Jesus’ promise of peace is a vision, a hope, a belief, about the ultimate reality of human life. It is not an invitation to shut ourselves away from the world, or to escape into fantasy. It acts to inspire our decisions, our actions, and our relationships, giving us the courage to face difficult situations. A little later in John’s Gospel, Jesus prays to the Father, ‘I am not asking you to take them out of the world, but I ask you to protect them from the evil one. They do not belong to the world, just as I do not belong to the world’ (17.15-16). We are called to negotiate a tricky balance between vision and realism, as we try to live in the world, but without succumbing to the world’s despair. We need all the encouragement and inspiration that the Advocate – the Holy Spirit – can bring.
Today’s gospel reading involves all three persons of the Trinity – Father, Son and Holy Spirit. Jesus promises that they will make their home with whoever loves him and keeps his word. Probably the most famous representation of the Trinity is Rublev’s icon of the three angels visiting Abraham. The icon radiates serenity, and one might therefore imagine that Rublev lived an untroubled life. But as the masterly film Andrei Rublev vividly depicts, fifteenth century Russia was anything but tranquil. It was amid the ‘muck and chaos’, including gruesome Tartar raids, that Rublev painted his vision of ‘peace, harmony, mutual love and humility’.
The ‘Peace Direct’ website has a selection of quotes about peace, many of which are worth pondering. Archbishop Desmond Tutu, for example, has said ‘If you want peace, you don’t talk to your friends. You talk to your enemies’.
One organisation working to enable enemies to talk (and play) is ‘Children of Peace’ – ‘dedicated to building trust, friendship and reconciliation between Israeli and Palestinian children, aged 4 – 17, and their communities’.
Peace is no use as an abstract idea; it needs to be embedded in shared experiences which overcome suspicion, mistrust and fear. Hence the need for football teams and musical instruments.
Here is an invitation to spend some time with Rublev’s icon of the Trinity,
and to be drawn into its circle of love.
Come join us at the table:
rest your feet, your soul.
Don’t try to speak,
but catch your breath,
align your gaze with ours.
This is a moment out of time:
to seep into your veins,
before returning to your tasks.
- How do you find peace?
- How could you help someone else find peace?
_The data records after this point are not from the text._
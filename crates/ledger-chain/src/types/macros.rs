/// Implements flat RLP field encoding for a struct whose fields are all
/// `Encodable + Decodable`.
///
/// Generates `fields_len`, `encode_fields` and `decode_fields`, which the
/// envelope code wraps in a list header together with signatures.
macro_rules! impl_rlp_fields {
    ($ty:ident { $($field:ident),+ $(,)? }) => {
        impl $ty {
            pub(crate) fn fields_len(&self) -> usize {
                0 $(+ alloy_rlp::Encodable::length(&self.$field))+
            }

            pub(crate) fn encode_fields(&self, out: &mut dyn alloy_rlp::BufMut) {
                $(alloy_rlp::Encodable::encode(&self.$field, out);)+
            }

            pub(crate) fn decode_fields(buf: &mut &[u8]) -> alloy_rlp::Result<Self> {
                Ok(Self {
                    $($field: alloy_rlp::Decodable::decode(buf)?,)+
                })
            }
        }
    };
}

pub(crate) use impl_rlp_fields;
Sometimes peacemaking involves basic, down to earth solutions. Cord, ‘an international organisation inspired by the Christian message of fairness and peace’, came up with the idea of toilet twinning: ‘a simple loo brings immeasurable dignity, and takes people a step along the journey towards a life of equality, hope and peace’. Why not twin your church toilet?
There has been much (parental) discussion about whether violent video games encourage aggression. What do you think? How do you feel after playing a video game? Is there a difference between competitive and cooperative games in terms of the mind-set which they encourage? Share examples of games which develop positive skills and attitudes.
Ann Conway-Jones is joint Honorary Secretary of the Council of Christians and Jews.